Театральность диалогов и ходульность персонажей рифмуются с поиском веры и вопросом, кто же такие люди в рясе. Кстати, далёкий от православия читатель оторопеет от православной риторики книги и обилия понятий, близких только воцерковлённым людям. В храм Христа Спасителя пытается зайти молодой мужчина, одетый как Иисус Христос, а точнее, булгаковский Иешуа. Его не пускает охранник из-за «неподобающего вида» прихожанина. Прецедент ряженого мессии взрывается скандалом и размышлениями патриарха: «Даже те, кто поставлен нас защищать, смотрят на нас, как... Как на какую-то бутафорию, непонятно кому и зачем нужную». Слово «бутафория» очень ёмко описывает то, о чём пишет Козлов.

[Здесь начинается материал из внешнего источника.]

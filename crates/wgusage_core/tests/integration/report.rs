use chrono::{DateTime, TimeDelta};
use wgusage_core::{ledger::reconcile, report::build_report};

use crate::common::{PUBKEY, memory_pool, snapshot};

#[tokio::test]
async fn test_report_orders_peers_by_handshake() {
    let pool = memory_pool().await;
    let now = DateTime::from_timestamp(1_700_000_000, 0).unwrap();

    reconcile(
        &pool,
        &snapshot(&[
            ("a-never", 0, 0, 0),
            ("b-recent", 1_700_000_000 - 30, 2048, 1024),
        ]),
        (now - TimeDelta::seconds(90)).naive_utc(),
    )
    .await
    .unwrap();

    let report = build_report(&pool, now).await.unwrap();
    assert_eq!(report.interfaces.len(), 1);
    let interface = &report.interfaces[0];
    assert_eq!(interface.public_key.as_deref(), Some(PUBKEY));
    assert_eq!((interface.total_rx, interface.total_tx), (2048, 1024));
    let ids: Vec<_> = interface.peers.iter().map(|peer| peer.peer_id.as_str()).collect();
    assert_eq!(ids, vec!["b-recent", "a-never"]);

    let rendered = report.to_string();
    assert!(rendered.starts_with("interface: wg0\n"));
    assert!(rendered.contains("  last updated: 1 minute, 30 seconds ago\n"));
    assert!(rendered.contains("  transfer: 2.00 KiB received, 1.00 KiB sent\n"));
    assert!(rendered.contains("  latest handshake: 30 seconds ago\n"));
    assert!(
        rendered.find("peer: b-recent").unwrap() < rendered.find("peer: a-never").unwrap()
    );
}

#[tokio::test]
async fn test_report_on_empty_database() {
    let pool = memory_pool().await;
    let report = build_report(&pool, DateTime::from_timestamp(0, 0).unwrap())
        .await
        .unwrap();
    assert!(report.interfaces.is_empty());
    assert_eq!(report.to_string(), "");
}

#[tokio::test]
async fn test_report_survives_counter_reset() {
    let pool = memory_pool().await;
    let now = DateTime::from_timestamp(1_700_000_000, 0).unwrap();
    let at = now.naive_utc();

    reconcile(&pool, &snapshot(&[("peer", 10, 1_048_576, 0)]), at)
        .await
        .unwrap();
    reconcile(&pool, &snapshot(&[("peer", 20, 0, 0)]), at)
        .await
        .unwrap();

    let report = build_report(&pool, now).await.unwrap();
    assert_eq!(report.interfaces[0].peers[0].total_rx, 1_048_576);
    assert!(
        report
            .to_string()
            .contains("  transfer: 1.00 MiB received, 0.00 B sent\n")
    );
}
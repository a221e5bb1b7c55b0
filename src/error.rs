use thiserror::Error;

#[derive(Error, Debug)]
pub enum VietQrError {
    #[error("Missing required parameter: {0}")]
    MissingField(&'static str),

    #[error("Field {tag} value is {len} bytes, the limit is 99")]
    FieldTooLong { tag: String, len: usize },

    #[error("Invalid asset name: {0}")]
    InvalidAssetName(String),

    #[error("Logo ratio must be a positive number, got: {0}")]
    InvalidLogoRatio(String),

    #[error("QR size must be positive")]
    InvalidQrSize,

    #[error("QR encoding error: {0}")]
    Qr(#[from] qrcode::types::QrError),

    #[error("Image error: {0}")]
    Image(#[from] image::ImageError),

    #[error("IO error: {0}")]
    Io(#[from] std::io::Error),
}

impl VietQrError {
    /// Errors caused by the caller's input rather than by rendering.
    pub fn is_client_error(&self) -> bool {
        matches!(
            self,
            VietQrError::MissingField(_)
                | VietQrError::FieldTooLong { .. }
                | VietQrError::InvalidAssetName(_)
                | VietQrError::InvalidLogoRatio(_)
                | VietQrError::InvalidQrSize
        )
    }
}

pub type VietQrResult<T> = Result<T, VietQrError>;
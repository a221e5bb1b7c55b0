use std::path::{Component, Path, PathBuf};

use crate::error::{VietQrError, VietQrResult};

/// Looks up template and logo files inside a single read-only directory.
#[derive(Debug, Clone)]
pub struct AssetStore {
    root: PathBuf,
}

impl AssetStore {
    pub fn new(root: impl Into<PathBuf>) -> Self {
        Self { root: root.into() }
    }

    pub fn root(&self) -> &Path {
        &self.root
    }

    /// Resolve a bare file name against the asset root.
    ///
    /// Names containing separators, `..` or an absolute prefix are rejected.
    /// A valid name that does not exist resolves to `Ok(None)`.
    pub fn resolve(&self, name: &str) -> VietQrResult<Option<PathBuf>> {
        validate_name(name)?;

        let path = self.root.join(name);
        if path.is_file() {
            Ok(Some(path))
        } else {
            log::warn!("Asset {} not found under {}", name, self.root.display());
            Ok(None)
        }
    }
}

fn validate_name(name: &str) -> VietQrResult<()> {
    let invalid = || VietQrError::InvalidAssetName(name.to_string());

    if name.is_empty() || name.contains(['/', '\\', '\0']) {
        return Err(invalid());
    }

    let mut components = Path::new(name).components();
    match (components.next(), components.next()) {
        (Some(Component::Normal(_)), None) => Ok(()),
        _ => Err(invalid()),
    }
}

#[cfg(test)]
mod tests {
    use super::*;

    #[test]
    fn resolves_existing_file() {
        let dir = tempfile::tempdir().unwrap();
        std::fs::write(dir.path().join("logo.png"), b"x").unwrap();

        let store = AssetStore::new(dir.path());
        let path = store.resolve("logo.png").unwrap();
        assert_eq!(path, Some(dir.path().join("logo.png")));
    }

    #[test]
    fn missing_file_is_none() {
        let dir = tempfile::tempdir().unwrap();
        let store = AssetStore::new(dir.path());
        assert_eq!(store.resolve("nope.png").unwrap(), None);
    }

    #[test]
    fn directories_are_not_assets() {
        let dir = tempfile::tempdir().unwrap();
        std::fs::create_dir(dir.path().join("sub")).unwrap();
        let store = AssetStore::new(dir.path());
        assert_eq!(store.resolve("sub").unwrap(), None);
    }

    #[test]
    fn traversal_is_rejected() {
        let store = AssetStore::new("assets");
        for name in ["../secret.png", "..", ".", "a/b.png", "a\\b.png", "/etc/passwd", ""] {
            let err = store.resolve(name).unwrap_err();
            assert!(
                matches!(err, VietQrError::InvalidAssetName(_)),
                "{:?} should be rejected",
                name
            );
        }
    }
}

Штурм хосписа, закон о чувствах верующих, смертельная болезнь, от которой нет спасения, ожившие герои «Мастера и Маргариты», дружина «Скрепы» – это лишь некоторые составляющие духоносного экшна Руслана Козлова, журналиста и сотрудника благотворительного фонда, который помогает тяжелобольным детям. То есть автор понимает, о чём пишет. Другое дело – как. Роман задуман как важный разговор о милосердии, но слишком напоминает проповедь и репортёрские заметки 1990-х с соответствующей агитационной риторикой. А милосердие в пиаре не нуждается, но требует деликатного подхода – без крика, шума, а главное  – агитации за добро и милость Творца. Впрочем, современному читателю без веры в чудо совсем никак.